When we turn off Route 6 onto Route 6A, Shore Road in Truro, we’re five hundred miles and twelve hours’ driving time from our house in Virginia. But we feel like we’re coming home. And we are, in a way. We’re here every year. We like to think that we’re more than tourists, who are just passing through, perhaps never to return. We will be back; we’re a sure thing. We’ve been coming here so long that we can’t imagine not going back.
Each summer’s inaugural drive down Shore Road finds the three of us exultant. Our time at the Cape is something we agree on completely; we all hold it equally dear, for our own reasons. The trials and traffic of the long trip are behind us. We eagerly scan the familiar land- and seascape along the mile and a half that leads to our little cottage complex. It’s rare that we are greeted by any major changes, and for this we are grateful.
The water, the sand, and the light are in constant daily flux, yet from year to year, this sliver of the Outer Cape appears virtually the same. The manmade trappings along Shore Road are modest; they make no effort to compete with nature’s spectacular beauty. There are bungalows, saltboxes, and of course, Cape Cods, but no high rises, no glitz. There are groupings of rental cottages. Most are small; some are unbelievably tiny. All are picturesque.

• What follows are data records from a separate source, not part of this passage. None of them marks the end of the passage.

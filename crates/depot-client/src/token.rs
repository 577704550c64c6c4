//! # Auth Token Access
//!
//! The bearer token is an opaque string produced by login. It is read from
//! persistent storage first and from session storage second.
//!
//! ## Token Lookup
//! ```text
//! ┌─────────────────────────────────────────────────────────────────────────┐
//! │                                                                         │
//! │  TokenAccessor::token()                                                │
//! │       │                                                                 │
//! │       ├── persistent store (token file)  ── non-empty? ──► Some(token)  │
//! │       │                                                                 │
//! │       ├── session store (env var)        ── non-empty? ──► Some(token)  │
//! │       │                                                                 │
//! │       └── None  ──► caller redirects to Login, sends nothing            │
//! │                                                                         │
//! │  Presence only: the token is never decoded, checked for expiry, or     │
//! │  refreshed. An empty string counts as absent.                          │
//! └─────────────────────────────────────────────────────────────────────────┘
//! ```

use std::fs;
use std::path::{Path, PathBuf};
use std::sync::{Arc, Mutex, PoisonError};

use tracing::{debug, info, warn};

use crate::error::{ClientError, ClientResult};

// =============================================================================
// Token Store Trait
// =============================================================================

/// A place a token can be kept.
pub trait TokenStore: Send + Sync {
    fn load(&self) -> ClientResult<Option<String>>;

    fn save(&self, token: &str) -> ClientResult<()>;

    fn clear(&self) -> ClientResult<()>;
}

fn non_empty(token: String) -> Option<String> {
    let token = token.trim().to_string();
    if token.is_empty() {
        None
    } else {
        Some(token)
    }
}

// =============================================================================
// File Store (persistent)
// =============================================================================

/// Token kept in a file across runs.
#[derive(Debug, Clone)]
pub struct FileTokenStore {
    path: PathBuf,
}

impl FileTokenStore {
    pub fn new(path: impl Into<PathBuf>) -> Self {
        Self { path: path.into() }
    }

    pub fn path(&self) -> &Path {
        &self.path
    }
}

impl TokenStore for FileTokenStore {
    fn load(&self) -> ClientResult<Option<String>> {
        match fs::read_to_string(&self.path) {
            Ok(contents) => Ok(non_empty(contents)),
            Err(e) if e.kind() == std::io::ErrorKind::NotFound => Ok(None),
            Err(e) => Err(ClientError::TokenStorage(format!("{}: {}", self.path.display(), e))),
        }
    }

    fn save(&self, token: &str) -> ClientResult<()> {
        if let Some(parent) = self.path.parent() {
            fs::create_dir_all(parent).map_err(|e| ClientError::TokenStorage(e.to_string()))?;
        }
        fs::write(&self.path, token).map_err(|e| ClientError::TokenStorage(e.to_string()))?;
        info!(path = ?self.path, "Auth token persisted");
        Ok(())
    }

    fn clear(&self) -> ClientResult<()> {
        match fs::remove_file(&self.path) {
            Ok(()) => {
                info!(path = ?self.path, "Auth token removed");
                Ok(())
            }
            Err(e) if e.kind() == std::io::ErrorKind::NotFound => Ok(()),
            Err(e) => Err(ClientError::TokenStorage(e.to_string())),
        }
    }
}

// =============================================================================
// Env Store (session)
// =============================================================================

/// Read-only token taken from an environment variable for this process.
#[derive(Debug, Clone)]
pub struct EnvTokenStore {
    var: String,
}

impl EnvTokenStore {
    pub fn new(var: impl Into<String>) -> Self {
        Self { var: var.into() }
    }
}

impl TokenStore for EnvTokenStore {
    fn load(&self) -> ClientResult<Option<String>> {
        Ok(std::env::var(&self.var).ok().and_then(non_empty))
    }

    fn save(&self, _token: &str) -> ClientResult<()> {
        Err(ClientError::TokenStorage(format!(
            "session token in {} is read-only",
            self.var
        )))
    }

    fn clear(&self) -> ClientResult<()> {
        debug!(var = %self.var, "Session token is owned by the environment; nothing to clear");
        Ok(())
    }
}

// =============================================================================
// Memory Store
// =============================================================================

/// In-process token, for tests and embedding.
#[derive(Debug, Default)]
pub struct MemoryTokenStore {
    token: Mutex<Option<String>>,
}

impl MemoryTokenStore {
    pub fn new() -> Self {
        Self::default()
    }

    pub fn with_token(token: impl Into<String>) -> Self {
        Self {
            token: Mutex::new(Some(token.into())),
        }
    }
}

impl TokenStore for MemoryTokenStore {
    fn load(&self) -> ClientResult<Option<String>> {
        let guard = self.token.lock().unwrap_or_else(PoisonError::into_inner);
        Ok(guard.clone().and_then(non_empty))
    }

    fn save(&self, token: &str) -> ClientResult<()> {
        *self.token.lock().unwrap_or_else(PoisonError::into_inner) = Some(token.to_string());
        Ok(())
    }

    fn clear(&self) -> ClientResult<()> {
        *self.token.lock().unwrap_or_else(PoisonError::into_inner) = None;
        Ok(())
    }
}

// =============================================================================
// Token Accessor
// =============================================================================

/// Reads the current token from persistent storage, then session storage.
#[derive(Clone)]
pub struct TokenAccessor {
    persistent: Arc<dyn TokenStore>,
    session: Arc<dyn TokenStore>,
}

impl TokenAccessor {
    pub fn new(persistent: Arc<dyn TokenStore>, session: Arc<dyn TokenStore>) -> Self {
        Self { persistent, session }
    }

    /// A token file at `path` plus the `env_var` session token.
    pub fn from_paths(path: impl Into<PathBuf>, env_var: impl Into<String>) -> Self {
        Self::new(
            Arc::new(FileTokenStore::new(path)),
            Arc::new(EnvTokenStore::new(env_var)),
        )
    }

    /// Purely in-memory stores; nothing touches disk or the environment.
    pub fn in_memory(token: Option<&str>) -> Self {
        let persistent = match token {
            Some(token) => MemoryTokenStore::with_token(token),
            None => MemoryTokenStore::new(),
        };
        Self::new(Arc::new(persistent), Arc::new(MemoryTokenStore::new()))
    }

    /// The current token, or `None` when neither store has one.
    ///
    /// A store that fails to read is logged and treated as empty.
    pub fn token(&self) -> Option<String> {
        for (source, store) in [("persistent", &self.persistent), ("session", &self.session)] {
            match store.load() {
                Ok(Some(token)) => {
                    debug!(source, "Auth token found");
                    return Some(token);
                }
                Ok(None) => {}
                Err(e) => warn!(source, error = %e, "Failed to read auth token"),
            }
        }
        None
    }

    pub fn has_token(&self) -> bool {
        self.token().is_some()
    }

    /// The token, or `MissingToken`.
    pub fn require(&self) -> ClientResult<String> {
        self.token().ok_or(ClientError::MissingToken)
    }

    /// Persists a freshly issued token.
    pub fn store(&self, token: &str) -> ClientResult<()> {
        self.persistent.save(token)
    }

    /// Removes the persisted token (logout). The session token, if any, is
    /// left to its owner.
    pub fn clear(&self) -> ClientResult<()> {
        self.persistent.clear()
    }
}

impl std::fmt::Debug for TokenAccessor {
    fn fmt(&self, f: &mut std::fmt::Formatter<'_>) -> std::fmt::Result {
        f.debug_struct("TokenAccessor")
            .field("has_token", &self.has_token())
            .finish()
    }
}

#[cfg(test)]
mod tests {
    use super::*;

    #[test]
    fn test_persistent_wins_over_session() {
        let accessor = TokenAccessor::new(
            Arc::new(MemoryTokenStore::with_token("persisted")),
            Arc::new(MemoryTokenStore::with_token("session")),
        );
        assert_eq!(accessor.token().as_deref(), Some("persisted"));
    }

    #[test]
    fn test_falls_back_to_session() {
        let accessor = TokenAccessor::new(
            Arc::new(MemoryTokenStore::new()),
            Arc::new(MemoryTokenStore::with_token("session")),
        );
        assert_eq!(accessor.token().as_deref(), Some("session"));
    }

    #[test]
    fn test_empty_token_counts_as_absent() {
        let accessor = TokenAccessor::in_memory(Some("  "));
        assert!(!accessor.has_token());
        assert!(matches!(accessor.require(), Err(ClientError::MissingToken)));
    }

    #[test]
    fn test_file_store_lifecycle() {
        let dir = tempfile::tempdir().unwrap();
        let store = FileTokenStore::new(dir.path().join("session").join("auth_token"));

        assert_eq!(store.load().unwrap(), None);
        store.save("abc.def").unwrap();
        assert_eq!(store.load().unwrap().as_deref(), Some("abc.def"));
        store.clear().unwrap();
        assert_eq!(store.load().unwrap(), None);
        // clearing twice is fine
        store.clear().unwrap();
    }

    #[test]
    fn test_logout_clears_persistent_only() {
        let session = Arc::new(MemoryTokenStore::with_token("session"));
        let accessor = TokenAccessor::new(Arc::new(MemoryTokenStore::with_token("persisted")), session);
        accessor.clear().unwrap();
        assert_eq!(accessor.token().as_deref(), Some("session"));
    }

    #[test]
    fn test_env_store_is_read_only() {
        let store = EnvTokenStore::new("DEPOT_TEST_TOKEN_THAT_IS_NEVER_SET");
        assert_eq!(store.load().unwrap(), None);
        assert!(store.save("x").is_err());
        assert!(store.clear().is_ok());
    }
}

Those lucky enough to get a toe-hold along this enchanted strip of land don’t easily let it go. Homes are passed from one generation to the next. The same weathered, typically hand-painted signs in front yards have greeted us for decades: Beach Rose, The Little Skipper, The Sea Gull, Pilgrim Colony. Occasionally a cottage is resided, reshingled or otherwise refurbished. Some grow more charmingly dilapated every year. Once in a very long while a new building appears. Mostly, though, all remains reassuringly the same, and seems to promise always to be so.
Simple bayside cottages, brilliant blue sky, luxuriant green grass.
This is our Cape Cod.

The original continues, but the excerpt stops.